Published in final edited form as: Biochem Soc Trans. 2018 Mar 9;46(2):343–350. doi: 10.1042/BST20170408

Glycosylation Pathways at the Ocular Surface

Maria C Rodriguez Benavente 1, Pablo Argüeso 1
PMCID: PMC6049076  NIHMSID: NIHMS975343  PMID: 29523772

Abstract

Glycosylation is a major form of enzymatic modification of organic molecules responsible for multiple biological processes in an organism. The biosynthesis of glycans is controlled by a series of glycosyltransferases, glycosidases and glycan-modifying enzymes that collectively assemble and process monosaccharide moieties into a diverse array of structures. A number of studies have provided insight into various pathways of glycosylation at the ocular surface, such as those related to the biosynthesis of mucin-type O-glycans and N-glycans on proteins, but many others still remain largely unknown. This review provides an overview of the different classes of glycans described at the ocular surface focusing on their biosynthetic pathways and biological relevance. A precise understanding of these pathways under physiological and pathological conditions could help identify biomarkers and novel targets for therapeutic intervention.

Introduction

Glycosylation is a common and highly conserved cellular process that involves the modification of cellular and secreted macromolecules to ultimately influence mechanisms critical to the development and function of unicellular and multicellular organisms.
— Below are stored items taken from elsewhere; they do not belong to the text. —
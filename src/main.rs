//! Casino Engine Server Binary

use casino_engine::{api::ApiServer, CasinoEngine, ConfigLoader};
use clap::Parser;
use std::sync::Arc;

#[derive(Parser, Debug)]
#[command(name = "casino-engine")]
#[command(about = "Two-phase dice wagering server", long_about = None)]
struct Args {
    /// TOML configuration file
    #[arg(long)]
    config: Option<String>,

    /// Database directory (overrides the config file)
    #[arg(long)]
    db_path: Option<String>,

    /// API server host
    #[arg(long)]
    host: Option<String>,

    /// API server port
    #[arg(long)]
    port: Option<u16>,

    /// Allowed CORS origins (comma-separated, use * for all)
    #[arg(long)]
    cors_origins: Option<String>,

    /// Disable daily limits and cooldown gating
    #[arg(long)]
    no_enforce: bool,
}

#[tokio::main]
async fn main() -> Result<(), Box<dyn std::error::Error>> {
    let args = Args::parse();

    tracing_subscriber::fmt()
        .with_env_filter(
            tracing_subscriber::EnvFilter::try_from_default_env()
                .unwrap_or_else(|_| "casino_engine=info,tower_http=info".into()),
        )
        .init();

    let mut loader = ConfigLoader::new();
    if let Some(path) = &args.config {
        loader = loader.with_path(path);
    }
    let mut config = loader.load()?;

    if let Some(db_path) = args.db_path {
        config.storage.data_directory = db_path;
    }
    if let Some(host) = args.host {
        config.api.host = host;
    }
    if let Some(port) = args.port {
        config.api.port = port;
    }
    if let Some(origins) = args.cors_origins {
        config.api.allowed_origins = origins.split(',').map(|s| s.trim().to_string()).collect();
    }
    if args.no_enforce {
        config.limits.enforce = false;
    }

    tracing::info!(data_directory = %config.storage.data_directory, "Opening casino database");
    let api_config = config.api.clone();
    let engine = Arc::new(CasinoEngine::open(config)?);

    ApiServer::new(api_config, engine).run().await?;
    Ok(())
}
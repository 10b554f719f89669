use chrono::{DateTime, Utc};
use serde::{Deserialize, Serialize};
use std::fmt;

/// Game variants that keep their own cooldown state
#[derive(Debug, Clone, Copy, Serialize, Deserialize, PartialEq, Eq, PartialOrd, Ord, Hash)]
#[serde(rename_all = "lowercase")]
pub enum GameVariant {
    Dice,
    // Other casino tables get their own variant and cooldown track
}

impl fmt::Display for GameVariant {
    fn fmt(&self, f: &mut fmt::Formatter<'_>) -> fmt::Result {
        match self {
            GameVariant::Dice => write!(f, "dice"),
        }
    }
}

/// Winning multipliers
#[derive(Debug, Clone, Copy, Serialize, Deserialize, PartialEq, Eq, Hash)]
pub enum Multiplier {
    #[serde(rename = "x1.5")]
    X1_5,
    #[serde(rename = "x2")]
    X2,
    #[serde(rename = "x3")]
    X3,
    #[serde(rename = "x5")]
    X5,
}

impl Multiplier {
    /// Payout for a stake, floored to whole units
    pub fn apply(self, stake: u64) -> u64 {
        match self {
            Multiplier::X1_5 => stake.saturating_mul(3) / 2,
            Multiplier::X2 => stake.saturating_mul(2),
            Multiplier::X3 => stake.saturating_mul(3),
            Multiplier::X5 => stake.saturating_mul(5),
        }
    }

    pub fn as_f64(self) -> f64 {
        match self {
            Multiplier::X1_5 => 1.5,
            Multiplier::X2 => 2.0,
            Multiplier::X3 => 3.0,
            Multiplier::X5 => 5.0,
        }
    }
}

impl fmt::Display for Multiplier {
    fn fmt(&self, f: &mut fmt::Formatter<'_>) -> fmt::Result {
        match self {
            Multiplier::X1_5 => write!(f, "x1.5"),
            Multiplier::X2 => write!(f, "x2"),
            Multiplier::X3 => write!(f, "x3"),
            Multiplier::X5 => write!(f, "x5"),
        }
    }
}

/// Final outcome of a wager
#[derive(Debug, Clone, Copy, Serialize, Deserialize, PartialEq, Eq)]
#[serde(tag = "kind", rename_all = "snake_case")]
pub enum Outcome {
    Lose,
    /// A loss with a different narrative tag; money-wise identical to `Lose`
    NearMiss,
    Win { multiplier: Multiplier },
    Jackpot { amount: u64 },
}

impl Outcome {
    pub fn is_win(&self) -> bool {
        matches!(self, Outcome::Win { .. } | Outcome::Jackpot { .. })
    }

    /// Stable tag used in metrics and logs
    pub fn tag(&self) -> &'static str {
        match self {
            Outcome::Lose => "lose",
            Outcome::NearMiss => "near_miss",
            Outcome::Win { multiplier: Multiplier::X1_5 } => "win_x1_5",
            Outcome::Win { multiplier: Multiplier::X2 } => "win_x2",
            Outcome::Win { multiplier: Multiplier::X3 } => "win_x3",
            Outcome::Win { multiplier: Multiplier::X5 } => "win_x5",
            Outcome::Jackpot { .. } => "jackpot",
        }
    }

    /// Multiplier recorded for audit; zero for losses and the jackpot
    pub fn multiplier_value(&self) -> f64 {
        match self {
            Outcome::Win { multiplier } => multiplier.as_f64(),
            Outcome::Lose | Outcome::NearMiss | Outcome::Jackpot { .. } => 0.0,
        }
    }
}

impl fmt::Display for Outcome {
    fn fmt(&self, f: &mut fmt::Formatter<'_>) -> fmt::Result {
        f.write_str(self.tag())
    }
}

/// Resolution step of a wager
#[derive(Debug, Clone, Copy, Serialize, Deserialize, PartialEq, Eq)]
#[serde(rename_all = "lowercase")]
pub enum Phase {
    One,
    Two,
}

impl Phase {
    pub fn number(self) -> u8 {
        match self {
            Phase::One => 1,
            Phase::Two => 2,
        }
    }
}

/// Odds modifiers active for one resolution
#[derive(Debug, Clone, Copy, Default, Serialize, Deserialize, PartialEq, Eq)]
pub struct Modifiers {
    pub night_mode: bool,
    pub golden_hour: bool,
}

/// Phase-one intermediate result waiting for the player's take/risk decision
#[derive(Debug, Clone, Serialize, Deserialize, PartialEq, Eq)]
pub struct PendingWager {
    pub player_id: u64,
    pub session_id: Option<u64>,
    pub variant: GameVariant,
    pub stake: u64,
    /// `floor(stake × 1.5)`, paid on take and forfeited on a lost risk
    pub value: u64,
    pub created_at: DateTime<Utc>,
}

/// Which threshold the next loss would cross
#[derive(Debug, Clone, Copy, Serialize, Deserialize, PartialEq, Eq)]
#[serde(rename_all = "lowercase")]
pub enum CooldownTier {
    Short,
    Long,
}

/// Finalized wager as reported to the caller
#[derive(Debug, Clone, Serialize, Deserialize)]
pub struct FinalResult {
    pub player_id: u64,
    pub record_id: u64,
    #[serde(skip_serializing_if = "Option::is_none")]
    pub session_id: Option<u64>,
    pub outcome: Outcome,
    pub stake: u64,
    /// Amount put on the line by this decision: the stake, or the pending value when risking
    pub at_stake: u64,
    pub payout: u64,
    pub net: i64,
    pub balance: u64,
    pub phase: Phase,
    pub was_risk: bool,
    #[serde(skip_serializing_if = "Option::is_none")]
    pub cooldown_until: Option<DateTime<Utc>>,
    #[serde(skip_serializing_if = "Option::is_none")]
    pub forced_break_until: Option<DateTime<Utc>>,
    /// Set when one more loss would trigger a cooldown
    #[serde(skip_serializing_if = "Option::is_none")]
    pub last_chance: Option<CooldownTier>,
}

/// Response for a placed bet (can be final or awaiting take/risk)
#[derive(Debug, Clone, Serialize, Deserialize)]
#[serde(tag = "status", rename_all = "lowercase")]
pub enum BetResponse {
    Pending {
        wager: PendingWager,
        balance: u64,
    },
    Final {
        result: FinalResult,
    },
}

/// Immutable audit row, one per finalized wager
#[derive(Debug, Clone, Serialize, Deserialize, PartialEq)]
pub struct GameRecord {
    pub id: u64,
    pub player_id: u64,
    #[serde(skip_serializing_if = "Option::is_none")]
    pub session_id: Option<u64>,
    pub variant: GameVariant,
    pub stake: u64,
    pub outcome: Outcome,
    pub multiplier: f64,
    pub payout: u64,
    pub phase: u8,
    pub was_risk: bool,
    pub near_miss: bool,
    pub created_at: DateTime<Utc>,
}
Monosaccharides are the basic structural units of glycans and are unique in that they can be attached to each other in many more ways than amino acids or nucleotides, resulting in the generation of compounds with high degree of structural complexity [1]. In eukaryotes, glycosylation starts with the import of activated monosaccharides from either the cytoplasm or the nucleus into the lumen of the endoplasmic reticulum and the Golgi apparatus, a process that requires the assistance of nucleotide sugar transporters. Such transport provides a wide range of substrates required for the action of glycosyltransferases, a group of enzymes that assemble monosaccharide moieties into acceptor substrates such as oligosaccharides, monosaccharides, polypeptides, lipids and small organic molecules [2]. The glycosyltransferases act in conjunction with several other enzymes, such as glycosidases, sulfotransferases, and O-acetyl-transferases, responsible for the processing and turnover of glycans.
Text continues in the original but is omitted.